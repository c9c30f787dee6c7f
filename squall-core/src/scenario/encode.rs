use bytes::Bytes;

use super::error::EncodingError;
use super::param::{Param, ParamValue};

pub const FORM_URLENCODED: &str = "application/x-www-form-urlencoded";
pub const OCTET_STREAM: &str = "application/octet-stream";

/// Encode form parameters as a request body for `encoding`.
///
/// Only `application/x-www-form-urlencoded` with string parameters is supported.
pub fn encode_form(params: &[Param], encoding: &str) -> Result<Bytes, EncodingError> {
    if !encoding.eq_ignore_ascii_case(FORM_URLENCODED) {
        return Err(EncodingError::UnimplementedEncoding(encoding.to_string()));
    }

    let mut out = String::new();
    for (i, param) in params.iter().enumerate() {
        let ParamValue::String(value) = &param.value else {
            return Err(EncodingError::UnsupportedParamType {
                name: param.name.clone(),
                kind: param.kind(),
            });
        };

        if i > 0 {
            out.push('&');
        }
        out.push_str(&urlencoding::encode(&param.name));
        out.push('=');
        out.push_str(&urlencoding::encode(value));
    }

    Ok(Bytes::from(out))
}

#[cfg(test)]
mod tests {
    #![allow(clippy::unwrap_used)]

    use super::*;
    use crate::scenario::ParamType;

    #[test]
    fn urlencodes_pairs_in_order() {
        let params = [Param::string("a", "b c"), Param::string("d", "e")];
        let body = encode_form(&params, FORM_URLENCODED).unwrap();
        assert_eq!(body.as_ref(), b"a=b%20c&d=e");
    }

    #[test]
    fn reserved_characters_are_escaped_on_both_sides() {
        let params = [Param::string("q&x", "1+1=2/ü")];
        let body = encode_form(&params, FORM_URLENCODED).unwrap();
        assert_eq!(body.as_ref(), b"q%26x=1%2B1%3D2%2F%C3%BC");
    }

    #[test]
    fn empty_param_list_is_empty_body() {
        assert!(encode_form(&[], FORM_URLENCODED).unwrap().is_empty());
    }

    #[test]
    fn non_string_param_aborts() {
        let params = [
            Param::string("ok", "1"),
            Param::new("count", ParamValue::Int(3)),
        ];
        let err = encode_form(&params, FORM_URLENCODED).unwrap_err();
        assert_eq!(
            err,
            EncodingError::UnsupportedParamType {
                name: "count".to_string(),
                kind: ParamType::Int,
            }
        );
    }

    #[test]
    fn other_encodings_are_unimplemented() {
        let err = encode_form(&[Param::string("a", "b")], "multipart/form-data").unwrap_err();
        assert_eq!(
            err,
            EncodingError::UnimplementedEncoding("multipart/form-data".to_string())
        );
    }
}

- - -

EXERCISE OBJECTIVE -> What is needed here is an exact transcription of the records above.

ANSWER TO THIS TASK ->
repository c9c30f787dee6c7f
filename squall-core/src/scenario/encode.rs
use bytes::Bytes;

use super::error::EncodingError;
use super::param::{Param, ParamValue};

pub const FORM_URLENCODED: &str = "application/x-www-form-urlencoded";
pub const OCTET_STREAM: &str = "application/octet-stream";

/// Encode form parameters as a request body for `encoding`.
///
/// Only `application/x-www-form-urlencoded` with string parameters is supported.
pub fn encode_form(params: &[Param], encoding: &str) -> Result<Bytes, EncodingError> {
    if !encoding.eq_ignore_ascii_case(FORM_URLENCODED) {
        return Err(EncodingError::UnimplementedEncoding(encoding.to_string()));
    }

    let mut out = String::new();
    for (i, param) in params.iter().enumerate() {
        let ParamValue::String(value) = &param.value else {
            return Err(EncodingError::UnsupportedParamType {
                name: param.name.clone(),
                kind: param.kind(),
            });
        };

        if i > 0 {
            out.push('&');
        }
        out.push_str(&urlencoding::encode(&param.name));
        out.push('=');
        out.push_str(&urlencoding::encode(value));
    }

    Ok(Bytes::from(out))
}

#[cfg(test)]
mod tests {
    #![allow(clippy::unwrap_used)]

    use super::*;
    use crate::scenario::ParamType;

    #[test]
    fn urlencodes_pairs_in_order() {
        let params = [Param::string("a", "b c"), Param::string("d", "e")];
        let body = encode_form(&params, FORM_URLENCODED).unwrap();
        assert_eq!(body.as_ref(), b"a=b%20c&d=e");
    }

    #[test]
    fn reserved_characters_are_escaped_on_both_sides() {
        let params = [Param::string("q&x", "1+1=2/ü")];
        let body = encode_form(&params, FORM_URLENCODED).unwrap();
        assert_eq!(body.as_ref(), b"q%26x=1%2B1%3D2%2F%C3%BC");
    }

    #[test]
    fn empty_param_list_is_empty_body() {
        assert!(encode_form(&[], FORM_URLENCODED).unwrap().is_empty());
    }

    #[test]
    fn non_string_param_aborts() {
        let params = [
            Param::string("ok", "1"),
            Param::new("count", ParamValue::Int(3)),
        ];
        let err = encode_form(&params, FORM_URLENCODED).unwrap_err();
        assert_eq!(
            err,
            EncodingError::UnsupportedParamType {
                name: "count".to_string(),
                kind: ParamType::Int,
            }
        );
    }

    #[test]
    fn other_encodings_are_unimplemented() {
        let err = encode_form(&[Param::string("a", "b")], "multipart/form-data").unwrap_err();
        assert_eq!(
            err,
            EncodingError::UnimplementedEncoding("multipart/form-data".to_string())
        );
    }
}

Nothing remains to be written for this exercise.